The president's call to the police chief, Pujith Jayasundara, and defense secretary, Hemasiri Fernando, to step down came a day after he promised in a televised address to take stern action against officials who did not share with him the intelligence alerts that came from India days prior to the bombing of churches and luxury hotels. The president also holds the defense portfolio.
As the government faces an outpouring of public anger over the failure to heed the warnings, senior officials admit it has been a "major lapse."
Sri Lankan officials said Wednesday the nine suicide bombers included two brothers from an affluent business family involved in the spice trade and a woman married to one of them. She was killed in an explosion when police closed in on her in a house in Colombo hours after the attacks.
At least one of the bombers had studied in Britain and probably did his postgraduate studies in Australia, according to junior defense minister, Ruwan Wijewardene.

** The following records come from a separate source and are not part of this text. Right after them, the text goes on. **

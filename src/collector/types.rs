//! Keystroke event types and the modifier filter.
//!
//! Platform collectors translate their native key codes into [`Key`]. Only
//! enough detail to apply the exclusion list is kept; everything else is
//! `Other` with the raw code.

use serde::{Deserialize, Serialize};
use std::time::Instant;

/// Platform-neutral key identity.
#[derive(Debug, Clone, Copy, PartialEq, Eq, Hash, Serialize, Deserialize)]
pub enum Key {
    Backspace,
    Shift,
    LeftShift,
    RightShift,
    Control,
    LeftControl,
    RightControl,
    Alt,
    LeftAlt,
    RightAlt,
    CapsLock,
    LeftMeta,
    RightMeta,
    /// Any other key, carrying the platform's raw code
    Other(u32),
}

impl Key {
    /// Whether this key is left out of WPM and keystroke accounting.
    ///
    /// Modifiers, Caps Lock, the OS meta keys and Backspace do not produce
    /// text and would inflate the count.
    pub fn is_excluded(&self) -> bool {
        !matches!(self, Key::Other(_))
    }

    /// Map a Windows virtual-key code.
    pub fn from_windows_vk(vk: u32) -> Self {
        match vk {
            0x08 => Key::Backspace,
            0x10 => Key::Shift,
            0x11 => Key::Control,
            0x12 => Key::Alt,
            0x14 => Key::CapsLock,
            0x5B => Key::LeftMeta,
            0x5C => Key::RightMeta,
            0xA0 => Key::LeftShift,
            0xA1 => Key::RightShift,
            0xA2 => Key::LeftControl,
            0xA3 => Key::RightControl,
            0xA4 => Key::LeftAlt,
            0xA5 => Key::RightAlt,
            other => Key::Other(other),
        }
    }

    /// Map a macOS virtual key code (`kVK_*`).
    pub fn from_macos_keycode(code: u16) -> Self {
        match code {
            0x33 => Key::Backspace,
            0x38 => Key::LeftShift,
            0x3C => Key::RightShift,
            0x3B => Key::LeftControl,
            0x3E => Key::RightControl,
            0x3A => Key::LeftAlt,
            0x3D => Key::RightAlt,
            0x39 => Key::CapsLock,
            0x37 => Key::LeftMeta,
            0x36 => Key::RightMeta,
            other => Key::Other(u32::from(other)),
        }
    }
}

/// A physical key-down delivered by a collector.
#[derive(Debug, Clone, Copy, PartialEq, Eq)]
pub struct KeystrokeEvent {
    /// Which key went down
    pub key: Key,
    /// When the collector saw it
    pub timestamp: Instant,
}

impl KeystrokeEvent {
    /// Create an event stamped with the current instant.
    pub fn new(key: Key) -> Self {
        Self::at(key, Instant::now())
    }

    /// Create an event with an explicit timestamp.
    pub fn at(key: Key, timestamp: Instant) -> Self {
        Self { key, timestamp }
    }

    /// Whether the event counts toward WPM and the keystroke total.
    pub fn is_accepted(&self) -> bool {
        !self.key.is_excluded()
    }
}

"They are financially quite independent. So that is the worrying factor in this," he told reporters. "Some of them have I think studied in various other countries, they hold degrees, law degrees, they're quite well-educated people," he said.

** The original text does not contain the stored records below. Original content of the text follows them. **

//! macOS keystroke collection using a CGEvent tap.
//!
//! A listen-only tap on `KeyDown` runs inside a CFRunLoop on its own thread.
//! Requires the Input Monitoring permission.

use crate::collector::types::{Key, KeystrokeEvent};
use crate::collector::CollectorConfig;
use core_foundation::runloop::{kCFRunLoopCommonModes, CFRunLoop};
use core_graphics::event::{
    CGEventTap, CGEventTapLocation, CGEventTapOptions, CGEventTapPlacement, CGEventType,
    CallbackResult, EventField,
};
use crossbeam_channel::{bounded, Receiver, Sender};
use std::sync::atomic::{AtomicBool, Ordering};
use std::sync::Arc;
use std::thread::{self, JoinHandle};
use std::time::Duration;

/// The macOS collector.
pub struct MacOSCollector {
    sender: Sender<KeystrokeEvent>,
    receiver: Receiver<KeystrokeEvent>,
    running: Arc<AtomicBool>,
    thread_handle: Option<JoinHandle<()>>,
}

impl MacOSCollector {
    /// Create a new macOS collector.
    pub fn new(config: CollectorConfig) -> Self {
        // Use a bounded channel to prevent unbounded memory growth
        let (sender, receiver) = bounded(config.channel_capacity);

        Self {
            sender,
            receiver,
            running: Arc::new(AtomicBool::new(false)),
            thread_handle: None,
        }
    }

    /// Start the event tap on a background thread.
    pub fn start(&mut self) -> Result<(), CollectorError> {
        if self.running.swap(true, Ordering::SeqCst) {
            return Err(CollectorError::AlreadyRunning);
        }

        let sender = self.sender.clone();
        let running = self.running.clone();

        let handle = thread::spawn(move || {
            if let Err(e) = run_event_loop(sender, running.clone()) {
                tracing::error!("Event tap loop failed: {e}");
            }
            running.store(false, Ordering::SeqCst);
        });

        self.thread_handle = Some(handle);
        tracing::info!("Event tap thread started");
        Ok(())
    }

    /// Stop the tap and join its thread.
    pub fn stop(&mut self) {
        self.running.store(false, Ordering::SeqCst);
        if let Some(handle) = self.thread_handle.take() {
            // The run loop wakes every 100ms to check the flag
            let _ = handle.join();
            tracing::info!("Event tap removed");
        }
    }

    /// Check if the collector is currently running.
    pub fn is_running(&self) -> bool {
        self.running.load(Ordering::SeqCst)
    }

    /// Fail if the collector has stopped on its own.
    ///
    /// The hook thread clears the running flag when it exits, including when
    /// installation fails after [`start`](Self::start) has returned.
    pub fn ensure_running(&self) -> Result<(), CollectorError> {
        if self.is_running() {
            Ok(())
        } else {
            Err(CollectorError::Stopped)
        }
    }

    /// Get the receiver for keystroke events.
    pub fn receiver(&self) -> &Receiver<KeystrokeEvent> {
        &self.receiver
    }

    /// Try to receive an event without blocking.
    pub fn try_recv(&self) -> Option<KeystrokeEvent> {
        self.receiver.try_recv().ok()
    }
}

impl Drop for MacOSCollector {
    fn drop(&mut self) {
        self.stop();
    }
}

/// Errors that can occur during event collection.
#[derive(Debug)]
pub enum CollectorError {
    AlreadyRunning,
    Stopped,
    PermissionDenied,
    TapCreationFailed,
    RunLoopSourceFailed,
}

impl std::fmt::Display for CollectorError {
    fn fmt(&self, f: &mut std::fmt::Formatter<'_>) -> std::fmt::Result {
        match self {
            CollectorError::AlreadyRunning => write!(f, "Collector is already running"),
            CollectorError::Stopped => write!(f, "Collector stopped unexpectedly"),
            CollectorError::PermissionDenied => {
                write!(f, "Input Monitoring permission not granted")
            }
            CollectorError::TapCreationFailed => write!(f, "Failed to create CGEvent tap"),
            CollectorError::RunLoopSourceFailed => {
                write!(f, "Failed to create run loop source")
            }
        }
    }
}

impl std::error::Error for CollectorError {}

fn run_event_loop(
    sender: Sender<KeystrokeEvent>,
    running: Arc<AtomicBool>,
) -> Result<(), CollectorError> {
    let tap = CGEventTap::new(
        CGEventTapLocation::Session,
        CGEventTapPlacement::HeadInsertEventTap,
        CGEventTapOptions::ListenOnly,
        vec![CGEventType::KeyDown],
        move |_proxy, event_type, event| {
            if matches!(event_type, CGEventType::KeyDown) {
                let code = event.get_integer_value_field(EventField::KEYBOARD_EVENT_KEYCODE);
                let key = Key::from_macos_keycode(code as u16);
                // Don't block if the channel is full - just drop the event
                let _ = sender.try_send(KeystrokeEvent::new(key));
            }
            CallbackResult::Keep
        },
    )
    .map_err(|_| CollectorError::TapCreationFailed)?;

    let source = tap
        .mach_port()
        .create_runloop_source(0)
        .map_err(|_| CollectorError::RunLoopSourceFailed)?;

    let run_loop = CFRunLoop::get_current();
    unsafe {
        run_loop.add_source(&source, kCFRunLoopCommonModes);
    }

    tap.enable();

    while running.load(Ordering::SeqCst) {
        CFRunLoop::run_in_mode(
            unsafe { kCFRunLoopCommonModes },
            Duration::from_millis(100),
            false,
        );
    }

    // The tap is disabled when dropped
    Ok(())
}

/// Check for Input Monitoring permission by creating a passive tap.
pub fn check_permission() -> bool {
    CGEventTap::new(
        CGEventTapLocation::Session,
        CGEventTapPlacement::HeadInsertEventTap,
        CGEventTapOptions::ListenOnly,
        vec![CGEventType::KeyDown],
        |_proxy, _type, _event| CallbackResult::Keep,
    )
    .is_ok()
}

They were breakaway members of two little-known extremist Muslim groups that have been blamed for the attacks, according to Wijewardene.
The profile of the bombers "does not fit into a particular stereotype of a radical or an extremist, so it has gone much deeper in society and so it is going to be much more difficult to contain," warned Paikiasothy Saravanamuttu, the head of the Center for Policy Alternatives in Colombo.
Islamic State claims
In the wake of claims of responsibility by the Islamic State for the serial blasts, the minister said the bombers could have been funded and ideologically inspired by the group. Islamic State has provided no substantive evidence for its claim, and Sri Lankan authorities are investigating whether the attackers had any links to international organizations.
A team of FBI agents is in Colombo to assist the investigation, according to U.S. ambassador to Sri Lanka, Alaina Teplitz.
"If you look at the scale of the attacks, the level of coordination, the sophistication of them, it's not implausible to think there are foreign linkages," she told reporters in Colombo. The threat of more attacks has not been ruled out — Teplitz said there are believed to be "ongoing terrorist plots."
Sixty people have been arrested in connection with the attacks.
As the death toll rises, the attacks are now being counted as South Asia's worst. Many of the 500 injured are battling for their lives in hospitals.
In a nation that is still on edge following the blasts, two explosions in Colombo on Wednesday triggered panic, but police described it as a controlled explosion of suspicious motorbikes.
Scenes of grieving and mourning continue to wrack the country as families hold funerals for their loved ones. Mass funerals were conducted for a second day outside St. Sebastian's Church in Negombo town while the morgue at Colombo is still crowded with relatives lining up to identify their family members.
Religious extremism
The latest blasts have put the spotlight on the religious extremism rearing its head in the island nation, where Christians and Muslims have lived relatively peacefully with the Buddhist majority, although anti-Muslim prejudice on the part of Buddhist nationalists has triggered some violence recently.
Christians, who were among the primary targets of Sunday's attacks, also have faced some threats from hardline Buddhists, but this is the first time that radical Islam has posed a threat. While Sri Lanka is a Buddhist majority country, Hindus, Christians and Muslims make up about 30 percent of the population.
"It is worrying, these are entirely locals who had some sort of international connection," said analyst Saravanamuttu. "We have to move fast to curb it, and get rid of the dissension within the government as well."